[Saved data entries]
□ □ □ □ □

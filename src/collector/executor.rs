use super::context::CollectorContext;
use super::launcher::{ExecutorCommand, JobLauncher};
use super::reporter::StatusReporter;
use super::runner::JobRunner;
use super::status::{save_status, JobStatus};
use std::collections::HashMap;
use std::sync::Arc;
use std::time::Duration;
use tokio::sync::{mpsc, Semaphore};
use tokio::task::JoinHandle;
use tokio_util::sync::CancellationToken;
use tracing::{debug, error, info};

/// How often finished job handles are reaped when no command arrives.
const CLEANUP_INTERVAL: Duration = Duration::from_secs(30);

/// Longest wait for a single job to stop during shutdown.
const SHUTDOWN_JOB_TIMEOUT: Duration = Duration::from_secs(30);

/// Runs launched jobs on their own tasks, at most `max_concurrent_jobs` at once.
pub struct JobExecutor {
    ctx: CollectorContext,

    /// Receiver for commands from the launcher
    command_receiver: mpsc::Receiver<ExecutorCommand>,

    /// Token to signal executor shutdown.
    shutdown_token: CancellationToken,

    /// One permit per job allowed to run at the same time.
    permits: Arc<Semaphore>,

    /// Tasks of jobs that are queued or running, by job id.
    running_handles: HashMap<String, JoinHandle<()>>,

    /// Cancellation tokens for each job in `running_handles`.
    job_cancel_tokens: HashMap<String, CancellationToken>,
}

/// Everything the HTTP layer needs to talk to the collector.
#[derive(Clone)]
pub struct CollectorHandle {
    pub launcher: JobLauncher,
    pub reporter: StatusReporter,
}

impl JobExecutor {
    pub fn new(
        ctx: CollectorContext,
        command_receiver: mpsc::Receiver<ExecutorCommand>,
        shutdown_token: CancellationToken,
    ) -> Self {
        let permits = Arc::new(Semaphore::new(ctx.settings.max_concurrent_jobs.max(1)));
        Self {
            ctx,
            command_receiver,
            shutdown_token,
            permits,
            running_handles: HashMap::new(),
            job_cancel_tokens: HashMap::new(),
        }
    }

    /// Main executor loop.
    pub async fn run(&mut self) {
        info!(
            "Starting job executor with {} slots",
            self.ctx.settings.max_concurrent_jobs
        );

        loop {
            self.cleanup_finished_jobs().await;

            tokio::select! {
                command = self.command_receiver.recv() => match command {
                    Some(command) => self.handle_command(command),
                    None => {
                        info!("All collector handles dropped");
                        self.shutdown().await;
                        break;
                    }
                },
                _ = tokio::time::sleep(CLEANUP_INTERVAL) => {}
                _ = self.shutdown_token.cancelled() => {
                    info!("Executor received shutdown signal");
                    self.shutdown().await;
                    break;
                }
            }
        }

        info!("Job executor stopped");
    }

    fn handle_command(&mut self, command: ExecutorCommand) {
        match command {
            ExecutorCommand::Run { status } => self.spawn_job(status),
            ExecutorCommand::Cancel { job_id, response } => {
                let _ = response.send(self.cancel_job(&job_id));
            }
            ExecutorCommand::IsActive { job_id, response } => {
                let _ = response.send(self.is_active(&job_id));
            }
        }
    }

    fn is_active(&self, job_id: &str) -> bool {
        self.running_handles
            .get(job_id)
            .is_some_and(|handle| !handle.is_finished())
    }

    fn cancel_job(&self, job_id: &str) -> bool {
        if !self.is_active(job_id) {
            return false;
        }
        match self.job_cancel_tokens.get(job_id) {
            Some(token) => {
                debug!("Cancelling job: {}", job_id);
                token.cancel();
                true
            }
            None => false,
        }
    }

    fn spawn_job(&mut self, status: JobStatus) {
        let job_id = status.job_id.clone();
        let cancel_token = self.shutdown_token.child_token();
        self.job_cancel_tokens
            .insert(job_id.clone(), cancel_token.clone());

        let ctx = self.ctx.clone();
        let permits = Arc::clone(&self.permits);

        let handle = tokio::spawn(async move {
            // Jobs waiting for a slot stay PENDING
            let _permit = tokio::select! {
                permit = permits.acquire_owned() => match permit {
                    Ok(permit) => permit,
                    Err(_) => return,
                },
                _ = cancel_token.cancelled() => {
                    let mut status = status;
                    if status.fail("Cancelled").is_ok() {
                        if let Err(e) = save_status(
                            ctx.status_store.as_ref(),
                            &status,
                            ctx.settings.status_ttl,
                        ) {
                            error!("Failed to record cancellation of job {}: {:#}", status.job_id, e);
                        }
                    }
                    info!("Job {} cancelled before it started", status.job_id);
                    return;
                }
            };

            JobRunner::new(ctx).execute(status, &cancel_token).await;
        });

        self.running_handles.insert(job_id, handle);
    }

    /// Clean up handles for finished jobs.
    async fn cleanup_finished_jobs(&mut self) {
        let finished: Vec<String> = self
            .running_handles
            .iter()
            .filter(|(_, handle)| handle.is_finished())
            .map(|(job_id, _)| job_id.clone())
            .collect();

        for job_id in finished {
            if let Some(handle) = self.running_handles.remove(&job_id) {
                if let Err(e) = handle.await {
                    error!("Job {} task panicked: {}", job_id, e);
                }
            }
            self.job_cancel_tokens.remove(&job_id);
        }
    }

    /// Cancels every job and waits for them to record their final status.
    async fn shutdown(&mut self) {
        info!("Shutting down executor...");

        for (job_id, token) in &self.job_cancel_tokens {
            debug!("Cancelling job: {}", job_id);
            token.cancel();
        }

        for (job_id, handle) in self.running_handles.drain() {
            if tokio::time::timeout(SHUTDOWN_JOB_TIMEOUT, handle)
                .await
                .is_err()
            {
                error!("Job {} did not stop within {:?}", job_id, SHUTDOWN_JOB_TIMEOUT);
            }
        }

        self.job_cancel_tokens.clear();
        info!("Executor shutdown complete");
    }
}

/// Create an executor and the handle used to launch jobs and read their status.
pub fn create_collector(
    ctx: CollectorContext,
    shutdown_token: CancellationToken,
) -> (JobExecutor, CollectorHandle) {
    let (command_tx, command_rx) = mpsc::channel(100);

    let handle = CollectorHandle {
        launcher: JobLauncher::new(command_tx, &ctx),
        reporter: StatusReporter::new(Arc::clone(&ctx.status_store)),
    };
    let executor = JobExecutor::new(ctx, command_rx, shutdown_token);

    (executor, handle)
}
//! Request logging middleware

use super::super::state::ServerState;
use axum::extract::State;
use axum::{
    body::Body,
    http::{header::HeaderMap, Request},
    middleware::Next,
    response::IntoResponse,
};
use std::time::Instant;
use tracing::info;

#[derive(PartialEq, PartialOrd, Clone, Debug, clap::ValueEnum)]
pub enum RequestsLoggingLevel {
    None,
    Path,
    Headers,
}

impl Default for RequestsLoggingLevel {
    fn default() -> Self {
        Self::Path
    }
}

impl std::fmt::Display for RequestsLoggingLevel {
    fn fmt(&self, f: &mut std::fmt::Formatter<'_>) -> std::fmt::Result {
        write!(f, "{:?}", self)
    }
}

fn log_headers(label: &str, headers: &HeaderMap) {
    info!("  {} Headers:", label);
    for header in headers.iter() {
        info!("    {:?}: {:?}", header.0, header.1);
    }
}

pub async fn log_requests(
    State(state): State<ServerState>,
    request: Request<Body>,
    next: Next,
) -> impl IntoResponse {
    let level = state.requests_logging_level.clone();
    let start = Instant::now();

    let method = request.method().to_string();
    let uri = request.uri().to_string();

    if level > RequestsLoggingLevel::None {
        info!(">>> {} {}", method, uri);
    }
    if level >= RequestsLoggingLevel::Headers {
        log_headers("Req", request.headers());
    }

    let response = next.run(request).await;

    if level >= RequestsLoggingLevel::Headers {
        log_headers("Resp", response.headers());
    }

    let status = response.status().as_u16();
    let duration = start.elapsed();

    if level > RequestsLoggingLevel::None {
        info!("<<< {} ({}ms)", status, duration.as_millis());
    }

    state.metrics.record_http_request(&method, status, duration);

    response
}
use anyhow::Result;
use clap::Parser;
use std::path::PathBuf;
use std::sync::Arc;
use std::time::Duration;
use tokio_util::sync::CancellationToken;
use tracing::{error, info, level_filters::LevelFilter};
use tracing_subscriber::{layer::SubscriberExt, util::SubscriberInitExt, EnvFilter};

use problem_collector::collector::{create_collector, CollectorContext, CollectorMetrics};
use problem_collector::config::{self, StatusStoreEngine};
use problem_collector::problem_store::{ProblemStore, SqliteProblemStore};
use problem_collector::server::{run_server, RequestsLoggingLevel, ServerState};
use problem_collector::sources::{DetailCrawler, MetadataClient};
use problem_collector::status_store::{
    InMemoryJobStatusStore, JobStatusStore, SqliteJobStatusStore,
};

fn parse_path(s: &str) -> Result<PathBuf, String> {
    let path_buf = PathBuf::from(s);
    let original_path = match path_buf.canonicalize() {
        Ok(path) => path,
        Err(msg) => {
            if msg.kind() == std::io::ErrorKind::NotFound {
                path_buf
            } else {
                return Err(format!("Error resolving path '{}': {}", s, msg));
            }
        }
    };
    if original_path.is_absolute() {
        return Ok(original_path);
    }
    let cwd = std::env::current_dir().map_err(|e| format!("Failed to get current dir: {}", e))?;
    Ok(cwd.join(original_path))
}

fn parse_dir(s: &str) -> Result<PathBuf, String> {
    let path = parse_path(s)?;
    if !path.exists() {
        return Err(format!("Directory does not exist: {}", s));
    }
    if !path.is_dir() {
        return Err(format!("Path is not a directory: {}", s));
    }
    Ok(path)
}

#[derive(Parser, Debug)]
struct CliArgs {
    /// Path to TOML configuration file. Values in the file override CLI arguments.
    #[clap(long, value_parser = parse_path)]
    pub config: Option<PathBuf>,

    /// Directory containing database files (problems.db, job_status.db).
    /// Can also be specified in config file.
    #[clap(long, value_parser = parse_dir)]
    pub db_dir: Option<PathBuf>,

    /// The port to listen on.
    #[clap(short, long, default_value_t = 3002)]
    pub port: u16,

    /// The level of logging to perform on each request.
    #[clap(long, default_value = "path")]
    pub logging_level: RequestsLoggingLevel,

    /// Base URL of the problem metadata JSON API.
    #[clap(long)]
    pub metadata_api_url: Option<String>,

    /// Base URL of the site serving problem statement pages.
    #[clap(long)]
    pub problem_site_url: Option<String>,

    /// Timeout in seconds for outbound HTTP requests.
    #[clap(long, default_value_t = 30)]
    pub http_timeout_sec: u64,

    /// Interval in minutes between purges of expired job status records.
    /// Set to 0 to disable purging.
    #[clap(long, default_value_t = 60)]
    pub prune_interval_minutes: u64,
}

/// Convert CLI args to CliConfig for config resolution
impl From<&CliArgs> for config::CliConfig {
    fn from(args: &CliArgs) -> Self {
        config::CliConfig {
            db_dir: args.db_dir.clone(),
            port: args.port,
            logging_level: args.logging_level.clone(),
            metadata_api_url: args.metadata_api_url.clone(),
            problem_site_url: args.problem_site_url.clone(),
            http_timeout_sec: args.http_timeout_sec,
            prune_interval_minutes: args.prune_interval_minutes,
        }
    }
}

#[tokio::main]
async fn main() -> Result<()> {
    let cli_args = CliArgs::parse();

    tracing_subscriber::registry()
        .with(tracing_subscriber::fmt::layer())
        .with(
            EnvFilter::builder()
                .with_default_directive(LevelFilter::INFO.into())
                .with_env_var("LOG_LEVEL")
                .from_env_lossy(),
        )
        .try_init()
        .unwrap();

    // Load TOML config if provided
    let file_config = match &cli_args.config {
        Some(path) => {
            info!("Loading configuration from {:?}", path);
            Some(config::FileConfig::load(path)?)
        }
        None => None,
    };

    // Resolve final configuration (TOML overrides CLI)
    let cli_config: config::CliConfig = (&cli_args).into();
    let app_config = config::AppConfig::resolve(&cli_config, file_config)?;

    info!("Configuration loaded:");
    info!("  db_dir: {:?}", app_config.db_dir);
    info!("  port: {}", app_config.port);
    info!("  metadata_api_url: {}", app_config.metadata_api_url);
    info!("  problem_site_url: {}", app_config.problem_site_url);
    info!("  status_store: {:?}", app_config.status_store);
    info!(
        "  max_concurrent_jobs: {}",
        app_config.collector.max_concurrent_jobs
    );

    info!(
        "Opening SQLite problem database at {:?}...",
        app_config.problem_db_path()
    );
    let problem_store = Arc::new(SqliteProblemStore::new(app_config.problem_db_path())?);
    info!("{} problems stored", problem_store.count()?);

    let status_store: Arc<dyn JobStatusStore> = match app_config.status_store {
        StatusStoreEngine::Sqlite => {
            info!(
                "Opening SQLite job status database at {:?}...",
                app_config.status_db_path()
            );
            Arc::new(SqliteJobStatusStore::new(app_config.status_db_path())?)
        }
        StatusStoreEngine::Memory => {
            info!("Keeping job status in memory, jobs will not survive a restart");
            Arc::new(InMemoryJobStatusStore::new())
        }
    };

    let metadata_source = Arc::new(MetadataClient::new(
        &app_config.metadata_api_url,
        app_config.http_timeout(),
    )?);
    let detail_source = Arc::new(DetailCrawler::new(
        &app_config.problem_site_url,
        &app_config.crawler_user_agent,
        app_config.http_timeout(),
    )?);

    let metrics = Arc::new(CollectorMetrics::new()?);
    let ctx = CollectorContext::new(
        status_store.clone(),
        problem_store as Arc<dyn ProblemStore>,
        metadata_source,
        detail_source,
        metrics.clone(),
        app_config.collector.clone(),
    );

    let shutdown_token = CancellationToken::new();
    let (mut executor, collector_handle) = create_collector(ctx, shutdown_token.child_token());
    let executor_task = tokio::spawn(async move { executor.run().await });

    // Spawn background task for status record purging if enabled
    if app_config.prune_interval_minutes > 0 {
        let interval_minutes = app_config.prune_interval_minutes;
        let pruning_status_store = status_store.clone();
        let pruning_shutdown = shutdown_token.child_token();

        info!(
            "Status purging enabled: purging every {} minutes",
            interval_minutes
        );

        tokio::spawn(async move {
            let mut ticker = tokio::time::interval(Duration::from_secs(interval_minutes * 60));

            // Skip the first immediate tick, wait for the first interval
            ticker.tick().await;

            loop {
                tokio::select! {
                    _ = ticker.tick() => {}
                    _ = pruning_shutdown.cancelled() => break,
                }

                match pruning_status_store.purge_expired() {
                    Ok(count) => {
                        if count > 0 {
                            info!("Purged {} expired job status records", count);
                        }
                    }
                    Err(e) => {
                        error!("Failed to purge job status records: {}", e);
                    }
                }
            }
        });
    }

    let state = ServerState::new(
        app_config.logging_level.clone(),
        collector_handle,
        metrics,
    );

    info!("Ready to serve at port {}!", app_config.port);

    let result = tokio::select! {
        result = run_server(state, app_config.port, shutdown_token.child_token()) => {
            info!("HTTP server stopped: {:?}", result);
            result
        },
        _ = tokio::signal::ctrl_c() => {
            info!("Received Ctrl+C, initiating graceful shutdown");
            Ok(())
        }
    };

    // Running jobs are cancelled and marked FAILED before we exit
    shutdown_token.cancel();
    if let Err(e) = executor_task.await {
        error!("Job executor task failed: {}", e);
    }

    result
}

□ □ □ □ □

**WHAT IS REQUIRED**
From the entries above, copy each line holding "return".

**RESPONSE BELOW**
            return false;
                    Err(_) => return,
                    return;
                return Err(format!("Error resolving path '{}': {}", s, msg));
        return Ok(original_path);
        return Err(format!("Directory does not exist: {}", s));
        return Err(format!("Path is not a directory: {}", s));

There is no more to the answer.